Swedish teacher, photographer and suffragist (1866–1951)

Edit Maria Kindvall (21 July 1866 – 26 December 1951) was a Swedish teacher, photographer, women's rights activist and suffragist. After teaching in various locations from 1886, in 1901 she trained as a photographer, opening her own studio in Storvik in 1902. In 1907, she founded the local Storvik branch of the National Association for Women's Suffrage (LPKR), later becoming a member of the association's central board. Kindvall was also politically active in the Swedish People's Association and in the Moderate Party.

==Biography==
Born in Varberg on 21 July 1866, Edit Maria Kindvall was the daughter of the bookshop owner Karl Axel Kindvall (1832–1880) and his wife Anna Charlotta née Lindqvist (born 1834). She was the third in a family of five children. After the father's death, in 1881 the mother moved with the children from Tranås to Linköping but Kindball returned to Tranås where she probably trained as a teacher.

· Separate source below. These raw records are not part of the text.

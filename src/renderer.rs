//! HTML renderer for parsed documents.

use crate::ast::{BlockId, BlockTag, Document, Inline, ListKind};

pub struct HtmlRenderer;

impl HtmlRenderer {
    pub fn new() -> Self {
        HtmlRenderer
    }

    pub fn render(&self, document: &Document) -> String {
        let mut out = Output::default();
        out.children(document, BlockId::ROOT, false);
        out.html
    }
}

impl Default for HtmlRenderer {
    fn default() -> Self {
        Self::new()
    }
}

#[derive(Default)]
struct Output {
    html: String,
}

impl Output {
    /// Start a new line unless already at the start of one.
    fn cr(&mut self) {
        if !self.html.is_empty() && !self.html.ends_with('\n') {
            self.html.push('\n');
        }
    }

    fn children(&mut self, document: &Document, id: BlockId, tight: bool) {
        for (child, _) in document.children(id) {
            self.block(document, child, tight);
        }
    }

    fn block(&mut self, document: &Document, id: BlockId, tight: bool) {
        let block = &document[id];
        match &block.tag {
            BlockTag::Document => self.children(document, id, false),
            BlockTag::BlockQuote => {
                self.cr();
                self.html.push_str("<blockquote>\n");
                self.children(document, id, false);
                self.cr();
                self.html.push_str("</blockquote>\n");
            }
            BlockTag::List(data) => {
                self.cr();
                match data.kind {
                    ListKind::Bullet => self.html.push_str("<ul>\n"),
                    ListKind::Ordered if data.start == 1 => self.html.push_str("<ol>\n"),
                    ListKind::Ordered => {
                        self.html.push_str(&format!("<ol start=\"{}\">\n", data.start))
                    }
                }
                self.children(document, id, data.tight);
                self.cr();
                self.html.push_str(match data.kind {
                    ListKind::Bullet => "</ul>\n",
                    ListKind::Ordered => "</ol>\n",
                });
            }
            BlockTag::ListItem(_) => {
                self.cr();
                self.html.push_str("<li>");
                self.children(document, id, tight);
                self.html.push_str("</li>\n");
            }
            // Paragraphs in tight lists render bare.
            BlockTag::Paragraph if tight => self.inlines(block.inlines()),
            BlockTag::Paragraph => {
                self.cr();
                self.html.push_str("<p>");
                self.inlines(block.inlines());
                self.html.push_str("</p>\n");
            }
            BlockTag::AtxHeader { level } | BlockTag::SetextHeader { level } => {
                self.cr();
                self.html.push_str(&format!("<h{level}>"));
                self.inlines(block.inlines());
                self.html.push_str(&format!("</h{level}>\n"));
            }
            BlockTag::IndentedCode => self.code_block("", block.raw_text()),
            BlockTag::FencedCode(data) => self.code_block(&data.info, block.raw_text()),
            BlockTag::HtmlBlock => {
                self.cr();
                self.html.push_str(block.raw_text());
            }
            BlockTag::HorizontalRuler => {
                self.cr();
                self.html.push_str("<hr />\n");
            }
            BlockTag::ReferenceDefinition => {}
        }
    }

    fn code_block(&mut self, info: &str, code: &str) {
        self.cr();
        match info.split_whitespace().next() {
            Some(language) => {
                self.html.push_str("<pre><code class=\"language-");
                escape_html(&mut self.html, language);
                self.html.push_str("\">");
            }
            None => self.html.push_str("<pre><code>"),
        }
        escape_html(&mut self.html, code);
        self.html.push_str("</code></pre>\n");
    }

    fn inlines(&mut self, inlines: &[Inline]) {
        for inline in inlines {
            self.inline(inline);
        }
    }

    fn inline(&mut self, inline: &Inline) {
        match inline {
            Inline::Text(text) => escape_html(&mut self.html, text),
            Inline::LineBreak => self.html.push_str("<br />\n"),
            Inline::SoftBreak => self.html.push('\n'),
            Inline::Code(code) => {
                self.html.push_str("<code>");
                escape_html(&mut self.html, code);
                self.html.push_str("</code>");
            }
            Inline::RawHtml(html) => self.html.push_str(html),
            Inline::Emphasis(children) => self.wrap("em", children),
            Inline::Strong(children) => self.wrap("strong", children),
            Inline::Strikethrough(children) => self.wrap("del", children),
            Inline::Link {
                url,
                title,
                children,
            } => {
                self.html.push_str("<a href=\"");
                escape_href(&mut self.html, url);
                self.html.push('"');
                self.title(title);
                self.html.push('>');
                self.inlines(children);
                self.html.push_str("</a>");
            }
            Inline::Image {
                url,
                title,
                children,
            } => {
                self.html.push_str("<img src=\"");
                escape_href(&mut self.html, url);
                self.html.push_str("\" alt=\"");
                escape_html(&mut self.html, &Inline::plain_text(children));
                self.html.push('"');
                self.title(title);
                self.html.push_str(" />");
            }
        }
    }

    fn wrap(&mut self, tag: &str, children: &[Inline]) {
        self.html.push_str(&format!("<{tag}>"));
        self.inlines(children);
        self.html.push_str(&format!("</{tag}>"));
    }

    fn title(&mut self, title: &str) {
        if !title.is_empty() {
            self.html.push_str(" title=\"");
            escape_html(&mut self.html, title);
            self.html.push('"');
        }
    }
}

fn escape_html(out: &mut String, text: &str) {
    html_escape::encode_double_quoted_attribute_to_string(text, out);
}

/// Percent-encode a URL for an attribute, leaving characters that are
/// already safe in URLs alone.
fn escape_href(out: &mut String, url: &str) {
    for c in url.chars() {
        match c {
            '&' => out.push_str("&amp;"),
            '\'' => out.push_str("&#x27;"),
            c if c.is_ascii_alphanumeric() || "-_.!~*()+,/:;=?@#$%".contains(c) => out.push(c),
            _ => {
                let mut buf = [0; 4];
                for byte in c.encode_utf8(&mut buf).bytes() {
                    out.push_str(&format!("%{byte:02X}"));
                }
            }
        }
    }
}
//! Markdown parser entry point.

use crate::ast::Document;
use crate::block::BlockParser;
use crate::error::Result;
use crate::inline::DispatchTable;
use crate::settings::ParserSettings;

/// Parses markdown text into a [`Document`].
///
/// Settings are fixed at construction; one parser can be reused for any
/// number of documents.
#[derive(Debug, Clone)]
pub struct Parser {
    settings: ParserSettings,
    dispatch: DispatchTable,
}

impl Parser {
    pub fn new() -> Self {
        Self::with_settings(ParserSettings::default())
    }

    pub fn with_settings(settings: ParserSettings) -> Self {
        let dispatch = DispatchTable::new(&settings);
        Parser { settings, dispatch }
    }

    pub fn settings(&self) -> &ParserSettings {
        &self.settings
    }

    /// Parse a whole document. Lines may end in `\n` or `\r\n`.
    ///
    /// Any input produces a document; an error means the block engine hit
    /// an internal inconsistency.
    pub fn parse(&self, input: &str) -> Result<Document> {
        let mut blocks = BlockParser::new();
        let mut lines = 0;
        for line in input.lines() {
            blocks.process_line(line)?;
            lines += 1;
        }
        let document = blocks.finish(&self.dispatch)?;
        tracing::debug!(
            lines,
            blocks = document.len(),
            references = document.references().len(),
            "parsed document"
        );
        Ok(document)
    }
}

impl Default for Parser {
    fn default() -> Self {
        Self::new()
    }
}

#[cfg(test)]
mod tests {
    use super::*;
    use crate::ast::{BlockId, BlockTag, Inline};

    #[test]
    fn crlf_lines_parse_like_lf() {
        let parser = Parser::new();
        let lf = parser.parse("# a\nb\n").unwrap();
        let crlf = parser.parse("# a\r\nb\r\n").unwrap();
        assert_eq!(lf, crlf);
    }

    #[test]
    fn empty_input_is_an_empty_document() {
        let doc = Parser::new().parse("").unwrap();
        assert!(doc.is_empty());
        assert_eq!(doc.root().tag, BlockTag::Document);
        assert!(!doc.root().open);
    }

    #[test]
    fn settings_select_inline_handlers() {
        let plain = Parser::new();
        let tilde = Parser::with_settings(ParserSettings::new().strikethrough_tilde(true));
        assert!(tilde.settings().strikethrough_tilde);

        let first_inline = |parser: &Parser| {
            let doc = parser.parse("~~x~~").unwrap();
            let para = doc.root().first_child.unwrap();
            doc[para].inlines()[0].clone()
        };
        assert_eq!(first_inline(&plain), Inline::Text("~~x~~".into()));
        assert_eq!(
            first_inline(&tilde),
            Inline::Strikethrough(vec![Inline::Text("x".into())])
        );
    }

    #[test]
    fn forward_references_resolve() {
        let doc = Parser::new().parse("[foo]\n\n[foo]: /url").unwrap();
        let para = doc.children(BlockId::ROOT).next().unwrap().1;
        assert_eq!(
            para.inlines(),
            &[Inline::Link {
                url: "/url".into(),
                title: String::new(),
                children: vec![Inline::Text("foo".into())],
            }]
        );
    }
}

In 1886, Kindvall moved to Finspång working as a teacher until 1889. After a further year in Tranås, she moved to Gothenburg, from 1895 to 1897 she taught in Stråtjära, Hälsingland after which she became a governess in Sundsvall until 1901.

She then decided to change her profession to that of a photographer, working with Carl Berggren in Arbrå as an assistant in 1901. The following year, she opened her own studio in Storvik which she managed until around 1909, apparently opening a branch in Norberg.

In support of votes for women, in 1907 she established the Storvik branch of the Women's Suffrage Association and also took part in suffrage meetings in Gästrikland, Dalarna and Hälsingland. She reported on these activities in the journal of the Allmänna Valmansförbundet, a moderate party in which she was also politically engaged.

Edit Kindvall died in Stockholm on 26 December 1951.